Back in Italia for my second annual guitar workshop in the Dolomites. Spent the first few days visiting with friends living around Lago Maggiore in Arona and Venegono.
Arona is the perfect spot to dine Italian and enjoy a mountain lake view. There was a new restaurant just sound of Arona centro, on a boat. Really a great place to hang out with my good friend Matteo. The food and outdoors never disappoint. Well, almost never. My friend Miriam treated me to supposedly great pizza at a restaurant near the east bank of Lago di Commabio. Honestly, I like Blaze Pizza better than the pizza in Italy.
Tuesday morning, I began my six-hour drive east on the autostrada to Pipistrel Aircraft manufacturing company, located in Gorizia (near the Slovenian border northeast of Venice), to give a talk to their flight testers. Two hours out from my destination, it happened. I stopped at an Autogrill for a "pitstop." When I stood up from the toilet, I was puzzled as to why the toilet wouldn't stop flushing. I looked down with great dismay to see my phone in the toilet, surrounded by water that was surging around it. I pulled it out, using the washroom dryer to dry it out. It flickered a few times, but was done. I didn't panic. I went to the car, retrieved my spare phone (which I hadn't used in two years). It had no SIM card, but no worries, I thought I would put in the one in my primary phone. But I couldn’t figure out how to make it fit! And the autogrill didn't sell SIM cards. So now what? Two hours left to Pipistrel, a place I had never been, with my time margin to arrive at zero. So I used the Wi-Fi at the Autogrill to email my colleague a Pipistrel. And I brought up the Google Maps app, updating it so it would function. I took a screen capture of the route and set off. Fortunately, Google Maps in offline mode updated my position. I made it to Pipistrel an hour late and gave my SFTE brief, and had an amazing airplane tour.

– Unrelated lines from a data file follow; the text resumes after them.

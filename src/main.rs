use bevy::log::LogPlugin;
use bevy::prelude::*;
use bevy::state::app::StatesPlugin;

use gyro_clash::game::components::{Intent, Top, TopState};
use gyro_clash::{
    spawn_top, start_battle, step_simulation, Archetype, Battle, SimSet, SimulationPlugin,
    StatProfile, Tuning,
};

/// Headless demo bout: two archetypes chase each other until one stops
/// spinning or the clock runs out.
fn main() {
    let tuning = Tuning::load_or_default();
    let dt = tuning.dt;

    let mut app = App::new();
    app.add_plugins((MinimalPlugins, StatesPlugin, LogPlugin::default()));
    app.insert_resource(Time::<Fixed>::from_seconds(dt as f64));
    app.insert_resource(tuning);
    app.add_plugins(SimulationPlugin);
    app.add_systems(
        FixedUpdate,
        drive_tops
            .run_if(in_state(gyro_clash::BattlePhase::Active))
            .before(SimSet::Actions),
    );

    let striker = StatProfile {
        name: "striker".into(),
        archetype: Archetype::Attack,
        ..Default::default()
    };
    let bulwark = StatProfile {
        name: "bulwark".into(),
        archetype: Archetype::Defense,
        mass: 2.0,
        ..Default::default()
    };

    let world = app.world_mut();
    spawn_top(world, striker, Vec3::new(-3.0, 0.0, 0.0)).expect("striker profile is valid");
    spawn_top(world, bulwark, Vec3::new(3.0, 0.0, 0.0)).expect("bulwark profile is valid");
    start_battle(world);

    let max_ticks = (600.0 / dt) as u32;
    for _ in 0..max_ticks {
        step_simulation(&mut app);
        if app.world().resource::<Battle>().verdict.is_some() {
            break;
        }
    }

    let battle = app.world().resource::<Battle>();
    match battle.verdict {
        Some(verdict) => match verdict.winner {
            Some(winner) => {
                let name = app
                    .world()
                    .entity(winner)
                    .get::<gyro_clash::game::components::TopProfile>()
                    .map(|p| p.0.name.clone())
                    .unwrap_or_default();
                info!(
                    "winner after {:.1}s: {name} ({winner})",
                    battle.elapsed
                );
            }
            None => info!("draw after {:.1}s", battle.elapsed),
        },
        None => info!("bout still running after {} ticks", max_ticks),
    }
}

/// Stand-in for the input collaborator: every live top seeks its
/// nearest opponent and swings when in reach.
fn drive_tops(
    mut tops: Query<(Entity, &Transform, &TopState, &mut Intent), With<Top>>,
) {
    let positions: Vec<(Entity, Vec3)> = tops
        .iter()
        .filter(|(_, _, state, _)| **state != TopState::Defeated)
        .map(|(entity, tf, _, _)| (entity, tf.translation))
        .collect();

    for (entity, transform, state, mut intent) in &mut tops {
        if *state == TopState::Defeated {
            continue;
        }
        let here = transform.translation;
        let Some((_, target)) = positions
            .iter()
            .filter(|(other, _)| *other != entity)
            .min_by(|(_, p), (_, q)| {
                p.distance_squared(here)
                    .partial_cmp(&q.distance_squared(here))
                    .unwrap()
            })
        else {
            continue;
        };

        let to_target = *target - here;
        intent.move_dir = Vec2::new(to_target.x, to_target.z).normalize_or_zero();
        if to_target.length() < 2.0 {
            intent.attack = Some(0.5);
        }
    }
}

The Pipistrel engineers showed me how to put the SIM card into my spare phone (I hadn’t turned it correctly). So I stayed in the town of Goiza for the night. Booked into a nice hotel and spent the next 2 hours updating all the apps so they work. Only to discover, my old spare was at its memory limit, which limited its usefulness as the most important app, Google Maps would keep failing. And the old OS wasn’t compatible with my password manager, limiting what I could log into (Big lesson, same as flight test. Ops, check everything BEFORE takeoff. Found a fabulous ristorante in the typical nice Italian centro.
The next day, I drove 3 hours to Roberto della Vecchia's guitar workshop in the
Dolomites. The views were as stunning as
I remember. And most of the attendees
were people from the previous year.
Roberto Del Vecchio had arranged for Steve Kaufman, a world-famous flat picker, to be his co-instructor. The next 3 days were magic. I started to understand more, and for the first time, how to improvise. The instructors were patient, and this group was so friendly. It feels like a real family.
I left feeling like I had made it to a new level, at least in understanding, of how to improvise and not just read the music one way. I resolved to play the guitar every day (let’s see how that works out). On the last day, we went for a mountain hike. After we stopped for some Italian hot cioccolato, which is sooo much better than any hot chocolate in the U.S.


Then back to Venegono to take a friend to a lovely dinner. Monday AM. Bright and early off to the UK for fun and games!